'I know of people who've had to move out because of rent hikes...'
To most families, it once seemed like a simple ideal - to own their own home with a garden. But, increasingly, as we recover from the property crash and prices increase, this middle-class dream is becoming beyond reach in Dublin and other cities.
A survey published by Aviva Home Insurance this week showed that 69pc of Irish adults believe the expectation of owning a home is now unrealistic in Ireland.
Aidan Phelan and his partner Amelie, who run their own entertainment business Réalta, would love to own their home with a garden. But the Galway-based couple in their mid-30s are resigned to the fact that they will never get a mortgage.
Aidan, whose daughter, Lily, is in primary school, says he is "burning money" with his €850 in rent in Rahoon in Galway.

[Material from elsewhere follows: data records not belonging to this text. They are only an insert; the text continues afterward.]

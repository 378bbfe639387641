//! Theme Module
//!
//! Color scheme and styling for the route planner:
//!
//! - Color constants for the slate/pine theme
//! - Frame builders for pages and cards
//! - Small widgets (chips, headings) shared by the screens
//!
//! # Usage
//!
//! ```rust,ignore
//! use crate::egui_app::theme::{colors, styles};
//!
//! styles::apply_global_theme(ctx);
//! styles::card_frame().show(ui, |ui| {
//!     ui.colored_label(colors::TEXT_SECONDARY, "Card content");
//! });
//! ```

pub mod colors;
pub mod styles;
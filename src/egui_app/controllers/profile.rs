//! Profile Controller
//!
//! Live categories start from the cached user. Saving new categories
//! replaces both the live list and the cached user's categories with the
//! server's answer; nothing changes locally until that answer arrives.

use super::Access;
use crate::egui_app::api::ApiClient;
use crate::egui_app::session::Session;

#[derive(Debug, Clone, Default, PartialEq)]
pub struct Profile {
    pub email: String,
    pub categories: Vec<String>,
    /// Categories picked but not yet saved.
    pub new_categories: Vec<String>,
    pub all_categories: Vec<String>,
    pub saving: bool,
}

pub type ProfileState = Access<Profile>;

#[derive(Debug, Clone, PartialEq)]
pub enum ProfileEvent {
    Mounted(Session),
    AllCategoriesLoaded(Vec<String>),
    CategoryPicked(String),
    Cleared,
    SaveRequested,
    /// Every category the user follows after the save.
    CategoriesSaved(Vec<String>),
    SaveFailed,
}

#[derive(Debug, Clone, PartialEq, Eq)]
pub enum ProfileCommand {
    LoadCategories,
    AddCategories(Vec<String>),
}

impl ProfileCommand {
    pub fn requires_auth(&self) -> bool {
        matches!(self, ProfileCommand::AddCategories(_))
    }
}

pub fn reduce(state: ProfileState, event: ProfileEvent) -> (ProfileState, Vec<ProfileCommand>) {
    let (mut profile, event) = match (state, event) {
        (_, ProfileEvent::Mounted(session)) => return mount(session),
        (Access::Anonymous, _) => return (Access::Anonymous, vec![]),
        (Access::Authenticated(profile), event) => (profile, event),
    };

    let commands = match event {
        ProfileEvent::AllCategoriesLoaded(categories) => {
            profile.all_categories = categories;
            vec![]
        }
        ProfileEvent::CategoryPicked(category) => {
            if !profile.new_categories.contains(&category) {
                profile.new_categories.push(category);
            }
            vec![]
        }
        ProfileEvent::Cleared => {
            profile.new_categories.clear();
            vec![]
        }
        ProfileEvent::SaveRequested
            if profile.saving || profile.new_categories.is_empty() =>
        {
            vec![]
        }
        ProfileEvent::SaveRequested => {
            profile.saving = true;
            vec![ProfileCommand::AddCategories(profile.new_categories.clone())]
        }
        ProfileEvent::CategoriesSaved(categories) => {
            profile.categories = categories;
            profile.new_categories.clear();
            profile.saving = false;
            vec![]
        }
        ProfileEvent::SaveFailed => {
            profile.saving = false;
            vec![]
        }
        // Handled above.
        ProfileEvent::Mounted(_) => vec![],
    };
    (Access::Authenticated(profile), commands)
}

fn mount(session: Session) -> (ProfileState, Vec<ProfileCommand>) {
    if !session.is_authenticated() {
        return (Access::Anonymous, vec![]);
    }
    let user = session.user.unwrap_or_default();
    let profile = Profile {
        email: user.email,
        categories: user.categories,
        ..Profile::default()
    };
    (
        Access::Authenticated(profile),
        vec![ProfileCommand::LoadCategories],
    )
}

pub async fn execute(command: ProfileCommand, api: &ApiClient) -> Option<ProfileEvent> {
    match command {
        ProfileCommand::LoadCategories => {
            let categories = api.categories().await.unwrap_or_else(|err| {
                tracing::warn!("categories unavailable: {}", err);
                Vec::new()
            });
            Some(ProfileEvent::AllCategoriesLoaded(categories))
        }
        ProfileCommand::AddCategories(categories) => {
            match api.add_user_categories(&categories).await {
                Ok(categories) => {
                    tracing::info!("now following {} categories", categories.len());
                    cache_categories(api, &categories);
                    Some(ProfileEvent::CategoriesSaved(categories))
                }
                Err(err) => {
                    tracing::warn!("categories not saved: {}", err);
                    Some(ProfileEvent::SaveFailed)
                }
            }
        }
    }
}

/// Replace the cached user's categories, keeping the cached email.
fn cache_categories(api: &ApiClient, categories: &[String]) {
    let session = api.session();
    let Some(mut user) = session.get_cached_user() else {
        tracing::debug!("no cached user to update");
        return;
    };
    user.categories = categories.to_vec();
    if let Err(err) = session.set_cached_user(&user) {
        tracing::warn!("cannot cache user profile: {}", err);
    }
}
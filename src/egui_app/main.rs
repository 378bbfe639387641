/**
 * Rutafy - Main Entry Point
 *
 * Native desktop client for the touristic routes API. It implements
 * eframe::App, mounts one screen at a time and drains finished network
 * calls once per frame.
 */
use eframe::egui;
use rutafy::egui_app::session::{FileStorage, SessionStore};
use rutafy::egui_app::theme::styles;
use rutafy::egui_app::{views, AppState, Config};
use tracing_subscriber::EnvFilter;

fn main() -> Result<(), eframe::Error> {
    tracing_subscriber::fmt()
        .with_env_filter(
            EnvFilter::try_from_default_env().unwrap_or_else(|_| EnvFilter::new("rutafy=info")),
        )
        .init();

    let config = Config::load().unwrap_or_else(|err| {
        tracing::warn!("ignoring configuration: {}", err);
        Config::new()
    });

    let store = match config.storage_dir() {
        Some(dir) => {
            let storage = FileStorage::in_dir(&dir);
            tracing::info!("session stored in {}", storage.path().display());
            SessionStore::new(storage)
        }
        None => {
            tracing::warn!("no data directory, session will not survive restarts");
            SessionStore::in_memory()
        }
    };

    let state = match AppState::new(config, store) {
        Ok(state) => state,
        Err(err) => {
            tracing::error!("{}", err);
            std::process::exit(1);
        }
    };

    let options = eframe::NativeOptions {
        viewport: egui::ViewportBuilder::default()
            .with_inner_size([1100.0, 800.0])
            .with_min_inner_size([720.0, 540.0]),
        ..Default::default()
    };
    eframe::run_native(
        "Rutafy - Touristic Routes",
        options,
        Box::new(|cc| {
            styles::apply_global_theme(&cc.egui_ctx);
            Ok(Box::new(RutafyApp::new(state, &cc.egui_ctx)))
        }),
    )
}

/// Main application state
struct RutafyApp {
    state: AppState,
}

impl RutafyApp {
    fn new(mut state: AppState, ctx: &egui::Context) -> Self {
        state.set_repaint_context(ctx.clone());
        Self { state }
    }
}

impl eframe::App for RutafyApp {
    fn update(&mut self, ctx: &egui::Context, _frame: &mut eframe::Frame) {
        self.state.poll();

        views::render_top_bar(ctx, &mut self.state);

        views::render_main_panel(ctx, &mut self.state);
    }
}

"We live in a three-bed townhouse. We do have an upstairs, and there is a balcony, but we don't have a garden. Fortunately there is a green space nearby."
Irish families might have found it possible to adjust to the new reality of not owning a home if renting in Ireland was reasonable in price and they could feel secure. But many find themselves on an upwards rent spiral, and this has left their tenancy insecure.
"Rents have gone up by hundreds of euro in Galway," says Aidan Phelan. "A lot people in Galway have seen their rents increase from €700 to €1,100. I know people who have had to move out of their homes, because of the increases.
"If I had a mortgage of €500 per month, I could be saving the €350 extra that I am just burning in rent.
"The only people I know who are getting mortgages are those who get lump sums from their parents or inherit money."
The number of households now renting in our cities has increased - in Dublin to 34pc; in Cork to 29pc; and in Galway to 40pc.
The Aviva survey shows that the younger age group has a much lower expectation of owning a home. Three-quarters of people in this cohort believe Ireland will become a nation of renters.
In the Celtic Tiger era, planners and social commentators tended to put forward the idea that families should live in apartments. The semi-detached home in a housing estate has long been the target of a certain snobbery, but there is still a huge demand for these properties.
Karl Deeter of the Irish Mortgage Corporation says: "The anointed ones said that families should live in apartments, but they are not really willing to live that way themselves. People should have a choice. They have a preference for certain types of housing for very good reasons."
The cost of renting for families and the perceived insecurity are not the only reasons why apartment living is not considered by many to be a viable alternative.
Bob Jordan, director of the housing charity Threshold, says: "An awful lot of families will end up living in apartments, but the problem is that in the past they were not designed for family living.
"They tend to lack storage space for bikes, buggies and prams. There is less space for kids to do their homework and play. They need to be designed with families in mind."
In the Celtic Tiger period, families moved from the city to commuter towns to find a cheaper home to buy. Jordan says the same is now happening with rental properties.
"Dublin is now saturated and families are now looking outside the capital to find rented accommodation.
"People are having to look further and further away to find a place they can afford to rent, because the supply in Dublin is just not there."